Thank you for visiting my walk page! My name is James and I was diagnosed with Type 1 Diabetes on November 28, 2008 just before I turned 5 years old. I would love to meet and talk with you during our stroll through Niabi Zoo. It's great fun! I thank you for your support and generous donations to help me fight this disease! Please tell your friends and family. I'd love to have an even bigger walk team this year!! :)
I've got a lot of things to share with you! 2013 has been an exciting year for me with JDRF. I was fortunate to be picked as one of two delegates to represent the State of Iowa at the 2013 JDRF Children's Congress in July. There I got to meet 160 other kids from around the WORLD that were just like me! I made a lot of great friends like Sarah, the other Iowa delegate; and Grant from Texas, Fallon from New Mexico, Mia from Arizona, Willa from California and so many, many more! There were even delegates from Israel, Australia, Denmark, The Netherlands, Canada, and the UK. It was such a great experience and taught me there are others out there fighting with me to help find a cure! It was cool riding the Senate Subway to get to our meeting with our Senator and feel the power on "The Hill"!
The other cool thing was that I was able to meet successful grownups that live with Type 1 Diabetes, like: Charlie Kimball, Indycar Driver; Jean Smart, Actress; Mary Mouser, Actress; and Sam Talbot, celebrity chef; Crystal Bowersox, Singer; Gary Hall, Jr., Olympic Medalist; and Nicole Johnson, 1999 Miss America.. just to name a few!
My personal favorite "celebrity" was Dr. Aaron Kowalski who not only lives with Type 1, but has been instrumental in the success of the JDRF's Artificial Pancreas Project!
I hope that you join me at the walk so I can also tell you about my new pancreas! Mid-September 2013 I finally got my own Dexcom CGM (Continuous Glucose Monitor) which is also known as an artificial pancreas for Type 1 Diabetics. It's helping me, in addition to my insulin pump and blood glucose checks, to help alert me to scarry lows and exhausting highs coming my way. It's pretty exciting. I love watching my glucose graph on my receiver so much my mom keeps telling me to put it back in my pocket before I lose it! ha! I can't wait to show it to you! See you at the walk!

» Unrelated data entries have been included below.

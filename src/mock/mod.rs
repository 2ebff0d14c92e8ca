//! Synthetic fallback data used when the backend cannot be reached.

pub mod corpus;
pub mod generator;
pub mod store;

pub use store::DatasetStore;

use crate::model::{Alert, Mention, TrendPoint};

/// The mentions, trends and alerts produced by one generation pass.
#[derive(Debug, Clone, PartialEq)]
pub struct Dataset {
    pub mentions: Vec<Mention>,
    pub trends: Vec<TrendPoint>,
    pub alerts: Vec<Alert>,
}
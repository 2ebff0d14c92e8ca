use crate::error::ApiError;
use crate::feeds::{DashboardSource, DataOrigin, FeedData, FeedMessage, MentionsQuery};
use crate::model::{Mention, Page, Stats, TrendPoint};
use std::sync::Arc;
use std::time::Duration;
use tokio::sync::mpsc;
use tokio::task::JoinHandle;
use tokio::time::{interval_at, Instant, MissedTickBehavior};

pub const DEFAULT_REFRESH_INTERVAL: Duration = Duration::from_secs(30);
pub const INITIAL_MENTIONS_LIMIT: u32 = 20;

#[derive(Debug, Clone)]
pub struct DashboardState {
    pub origin: DataOrigin,
    pub stats: Stats,
    pub mentions: Page<Mention>,
    pub trends: Vec<TrendPoint>,
}

impl DashboardState {
    /// Folds a refresh update into the state.
    pub fn apply(&mut self, message: FeedMessage) {
        match message.data {
            FeedData::Stats(stats) => self.stats = stats,
            FeedData::Mentions(page) => self.mentions = page,
            FeedData::Trends(trends) => self.trends = trends,
            FeedData::Loading | FeedData::Error(_) => {}
        }
    }
}

#[derive(Debug, thiserror::Error)]
pub enum LoadError {
    #[error("Failed to load data. Please try again.")]
    Failed(#[source] ApiError),
}

/// Loads the dashboard from a primary source, with an optional fallback used
/// once the primary has failed twice.
pub struct Dashboard {
    primary: Arc<dyn DashboardSource>,
    fallback: Option<Arc<dyn DashboardSource>>,
}

impl Dashboard {
    pub fn new(primary: Arc<dyn DashboardSource>) -> Self {
        Self {
            primary,
            fallback: None,
        }
    }

    pub fn with_fallback(mut self, fallback: Arc<dyn DashboardSource>) -> Self {
        self.fallback = Some(fallback);
        self
    }

    /// The source that served the most recent successful load should also
    /// serve refreshes; callers pick it from `DashboardState::origin`.
    pub fn source_for(&self, origin: DataOrigin) -> Arc<dyn DashboardSource> {
        match (&self.fallback, origin) {
            (Some(fallback), DataOrigin::Demo) if self.primary.origin() != DataOrigin::Demo => {
                Arc::clone(fallback)
            }
            _ => Arc::clone(&self.primary),
        }
    }

    pub async fn load(&self) -> Result<DashboardState, LoadError> {
        let first_error = match fetch_all(self.primary.as_ref()).await {
            Ok(state) => return Ok(state),
            Err(e) => e,
        };
        tracing::error!(error = %first_error, "failed to load dashboard data, retrying once");

        let retry_error = match fetch_all(self.primary.as_ref()).await {
            Ok(state) => return Ok(state),
            Err(e) => e,
        };
        tracing::error!(error = %retry_error, "retry failed");

        match &self.fallback {
            Some(fallback) => {
                tracing::warn!("backend unreachable, using sample data");
                fetch_all(fallback.as_ref()).await.map_err(LoadError::Failed)
            }
            None => Err(LoadError::Failed(retry_error)),
        }
    }

    /// One mentions page from the primary source, or from the fallback when
    /// the primary fails. No retry.
    pub async fn mentions(
        &self,
        query: &MentionsQuery,
    ) -> Result<(DataOrigin, Page<Mention>), ApiError> {
        match self.primary.mentions(query).await {
            Ok(page) => Ok((self.primary.origin(), page)),
            Err(e) => match &self.fallback {
                Some(fallback) => {
                    tracing::warn!(error = %e, "backend unreachable, using sample data");
                    let page = fallback.mentions(query).await?;
                    Ok((fallback.origin(), page))
                }
                None => Err(e),
            },
        }
    }
}

/// Issues the three initial requests together. Succeeds only if all three do.
pub async fn fetch_all(source: &dyn DashboardSource) -> Result<DashboardState, ApiError> {
    let query = MentionsQuery {
        sentiment: None,
        limit: INITIAL_MENTIONS_LIMIT,
        offset: 0,
    };
    let (stats, mentions, trends) =
        futures::try_join!(source.stats(), source.mentions(&query), source.trends())?;

    Ok(DashboardState {
        origin: source.origin(),
        stats,
        mentions,
        trends,
    })
}

/// Re-fetches stats every `period` and publishes them on `tx`.
///
/// The first fetch happens one full period after the call. Failures are
/// logged and skipped. The task ends once the receiver is gone.
pub fn spawn_refresh(
    source: Arc<dyn DashboardSource>,
    period: Duration,
    tx: mpsc::Sender<FeedMessage>,
) -> JoinHandle<()> {
    tokio::spawn(async move {
        let mut ticker = interval_at(Instant::now() + period, period);
        ticker.set_missed_tick_behavior(MissedTickBehavior::Delay);

        loop {
            ticker.tick().await;
            if tx.is_closed() {
                break;
            }

            match source.stats().await {
                Ok(stats) => {
                    let message = FeedMessage {
                        origin: source.origin(),
                        data: FeedData::Stats(stats),
                    };
                    if tx.send(message).await.is_err() {
                        break;
                    }
                }
                Err(e) => {
                    tracing::warn!(error = %e, "auto-refresh failed");
                }
            }
        }
        tracing::debug!("refresh task stopped");
    })
}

James has been fighting T1D ever since a local ER visit which extended to a week at the University of Iowa Children’s Hospital in Iowa City to save his life. James has been fighting hard to raise money for JDRF so that he can someday “be like everybody else” and not have to stop and check his blood sugars up to 10x a day. He hopes to someday not have to wonder how his highs and lows will affect the way he feels and functions throughout his school day. His parents constantly worry about him experiencing a life-threatening high or low outside of their care.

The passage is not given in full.